Re: Of Peake and CAS
Posted by: Kyberean (IP Logged)
Date: 4 May, 2004 12:31PM
Dr. Farmer:

Thanks for this. I suspected as much.

Re: Of Peake and CAS
Posted by: Tortha (IP Logged)
Date: 4 May, 2004 02:03PM
Does anyone have any knowledge of what CAS may have actually considered to be his "masterpiece", the work he was most proud of?

Re: Of Peake and CAS
Posted by: Scott Connors (IP Logged)
Date: 4 May, 2004 05:19PM
I think that Clark tended to regard his total body of work as his accomplishment, although he definitely had favorites: "The Door to Saturn," "The White Sybil," the tales from THE DOUBLE SHADOW. However, to paraphrase Terry Pratchett, what Clark liked best about his work was what any artist really likes about it: getting paid. Remember, the only difference between poetry and poverty is the letter V (Walter de la Mare). Best, Scott

Re: Of Peake and CAS
Posted by: calonlan (IP Logged)
Date: 4 May, 2004 06:03PM
I am delighted this discussion has continued. Scott is quite right.
I can tell you, however, that the "Double Shadow" collection was
indeed way up on the list; and that in the years I knew him, his
fondness for his "love" poetry had grown considerably - or at any
rate so it seemed to me. My feelings in this matter may be due to
the fact that I, at that time, had a great fondness for reciting them.
The key ingredient in them, as we discussed it at the time, was the
presence of a "pulse", an undercurrent rhythym that was not quite
a "beat" and short of a "throbbing", that yielded a remarkable underscoring to the work itself - ie - Not altogether Sleep - "...where
time shall have none other pendulum..." and the l928 poem in
"Sword of Zagan" (I recited this when DSF & I did the book signing
at Barnes & Noble - very warmly received - deep nostalgic sigh from
the audience at its warm conclusion).

Dr. Farmer

Re: Of Peake and CAS
Posted by: Kyberean (IP Logged)
Date: 4 May, 2004 08:34PM
Scott:

Quote:
[...] to paraphrase Terry Pratchett, what Clark liked best about his work was what any artist really likes about it: getting paid. Remember, the only difference between poetry and poverty is the letter V.

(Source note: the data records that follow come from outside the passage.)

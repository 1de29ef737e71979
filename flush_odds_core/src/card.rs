use rand::Rng;
use rand::prelude::SliceRandom;
use serde::{Deserialize, Serialize};
use std::fmt;
use std::str::FromStr;
use thiserror::Error;

// --- 错误类型 ---

/// 构造牌时传入了无法识别的点数或花色
#[derive(Debug, Clone, PartialEq, Eq, Error)]
pub enum InvalidValueError {
    #[error("无效的点数 `{0}`，必须是 2 3 4 5 6 7 8 9 10 J Q K A 之一")]
    Rank(String),

    #[error("无效的花色 `{0}`，必须是 ♣ ♦ ♥ ♠ 之一")]
    Suit(String),

    #[error("无法解析的牌 `{0}`，格式应为 <点数><花色>，例如 10♥")]
    Card(String),

    #[error("一手牌必须正好 5 张，实际为 {0} 张")]
    HandSize(usize),
}

// --- 核心数据结构定义 ---

/// 花色 (Suit)
/// 花色之间没有大小之分，所以不派生 Ord
#[derive(Debug, PartialEq, Eq, Hash, Clone, Copy, Serialize, Deserialize)]
pub enum Suit {
    Club,    // 梅花 ♣
    Diamond, // 方块 ♦
    Heart,   // 红心 ♥
    Spade,   // 黑桃 ♠
}

impl Suit {
    /// 标准顺序，与牌组的构造顺序一致
    pub const ALL: [Suit; 4] = [Suit::Club, Suit::Diamond, Suit::Heart, Suit::Spade];

    pub fn symbol(self) -> &'static str {
        match self {
            Suit::Club => "♣",
            Suit::Diamond => "♦",
            Suit::Heart => "♥",
            Suit::Spade => "♠",
        }
    }
}

/// 点数 (Rank)
/// Ord 的派生让 2 最小、Ace 最大
#[derive(Debug, PartialEq, Eq, PartialOrd, Ord, Hash, Clone, Copy, Serialize, Deserialize)]
pub enum Rank {
    Two,
    Three,
    Four,
    Five,
    Six,
    Seven,
    Eight,
    Nine,
    Ten,
    Jack,
    Queen,
    King,
    Ace,
}

impl Rank {
    pub const ALL: [Rank; 13] = [
        Rank::Two, Rank::Three, Rank::Four, Rank::Five, Rank::Six, Rank::Seven,
        Rank::Eight, Rank::Nine, Rank::Ten, Rank::Jack, Rank::Queen, Rank::King, Rank::Ace,
    ];

    pub fn symbol(self) -> &'static str {
        match self {
            Rank::Two => "2",
            Rank::Three => "3",
            Rank::Four => "4",
            Rank::Five => "5",
            Rank::Six => "6",
            Rank::Seven => "7",
            Rank::Eight => "8",
            Rank::Nine => "9",
            Rank::Ten => "10",
            Rank::Jack => "J",
            Rank::Queen => "Q",
            Rank::King => "K",
            Rank::Ace => "A",
        }
    }
}

impl FromStr for Rank {
    type Err = InvalidValueError;

    fn from_str(s: &str) -> Result<Self, Self::Err> {
        Rank::ALL
            .into_iter()
            .find(|rank| rank.symbol() == s)
            .ok_or_else(|| InvalidValueError::Rank(s.to_string()))
    }
}

impl FromStr for Suit {
    type Err = InvalidValueError;

    fn from_str(s: &str) -> Result<Self, Self::Err> {
        Suit::ALL
            .into_iter()
            .find(|suit| suit.symbol() == s)
            .ok_or_else(|| InvalidValueError::Suit(s.to_string()))
    }
}

/// 单张扑克牌 (Card)
///
/// 派生的 `==` 比较点数和花色，只用于牌组的记账。
/// 牌面大小的比较请使用 [`Card::outranks`] 和 [`Card::same_rank`]，两者都只看点数。
#[derive(Debug, PartialEq, Eq, Hash, Clone, Copy, Serialize, Deserialize)]
pub struct Card {
    rank: Rank,
    suit: Suit,
}

impl Card {
    pub fn new(rank: Rank, suit: Suit) -> Card {
        Card { rank, suit }
    }

    /// 通过符号构造，例如 `Card::parse("10", "♥")`
    pub fn parse(rank: &str, suit: &str) -> Result<Card, InvalidValueError> {
        Ok(Card { rank: rank.parse()?, suit: suit.parse()? })
    }

    pub fn rank(&self) -> Rank {
        self.rank
    }

    pub fn suit(&self) -> Suit {
        self.suit
    }

    /// 点数严格大于对方时返回 true
    pub fn outranks(&self, other: &Card) -> bool {
        self.rank > other.rank
    }

    /// 点数相同时返回 true，忽略花色
    pub fn same_rank(&self, other: &Card) -> bool {
        self.rank == other.rank
    }
}

impl fmt::Display for Card {
    fn fmt(&self, f: &mut fmt::Formatter) -> fmt::Result {
        write!(f, "{}{}", self.rank.symbol(), self.suit.symbol())
    }
}

impl FromStr for Card {
    type Err = InvalidValueError;

    /// 解析 `Display` 输出的格式：花色符号在最后
    fn from_str(s: &str) -> Result<Self, Self::Err> {
        let (idx, _) = s
            .char_indices()
            .last()
            .ok_or_else(|| InvalidValueError::Card(s.to_string()))?;
        if idx == 0 {
            return Err(InvalidValueError::Card(s.to_string()));
        }
        let (rank, suit) = s.split_at(idx);
        Card::parse(rank, suit)
    }
}

// --- 牌组 ---

pub const DECK_SIZE: usize = 52;

/// 一副完整的 52 张扑克牌
///
/// 长度由类型保证，构造后永远是 52 张，洗牌只改变顺序。
#[derive(Debug, Clone)]
pub struct Deck {
    cards: [Card; DECK_SIZE],
}

impl Deck {
    /// 按点数为主、花色为辅的标准顺序创建：2♣ 2♦ 2♥ 2♠ 3♣ ...
    pub fn new() -> Deck {
        let cards = std::array::from_fn(|i| Card {
            rank: Rank::ALL[i / Suit::ALL.len()],
            suit: Suit::ALL[i % Suit::ALL.len()],
        });
        Deck { cards }
    }

    /// 用线程本地随机数生成器洗牌
    pub fn shuffle(&mut self) {
        let mut rng = rand::rng();
        self.shuffle_with(&mut rng);
    }

    /// 用调用方提供的随机数生成器洗牌，固定种子时结果可复现
    pub fn shuffle_with<R: Rng + ?Sized>(&mut self, rng: &mut R) {
        self.cards.shuffle(rng);
    }

    pub fn cards(&self) -> &[Card; DECK_SIZE] {
        &self.cards
    }
}

impl Default for Deck {
    fn default() -> Self {
        Deck::new()
    }
}

impl fmt::Display for Deck {
    fn fmt(&self, f: &mut fmt::Formatter) -> fmt::Result {
        write_card_list(f, &self.cards)
    }
}

/// 以 `[2♣, 3♦, ...]` 的形式输出一组牌
pub(crate) fn write_card_list(f: &mut fmt::Formatter, cards: &[Card]) -> fmt::Result {
    write!(f, "[")?;
    for (i, card) in cards.iter().enumerate() {
        if i > 0 {
            write!(f, ", ")?;
        }
        write!(f, "{}", card)?;
    }
    write!(f, "]")
}

// --- 单元测试 ---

And also remember that the only difference between "prat" and "Pratchett" is the "chett". ;-)

Walter de la Mare: Now there's a first-class poet and story-writer, in every sense of the term; far too little known today. I'm glad that CAS's estimation of him seemed to rise with time. If only de la Mare had been less interested in human character...which reminds me....

Dr. Farmer:

Quote:
[...] his fondness for his "love" poetry had grown considerably [...]

Not that it matters, but I'm a little sorry to hear that. I realize, though, that the "a-human" cosmicist position is nearly impossible for most to sustain for even a few seconds, still less for a long lifetime.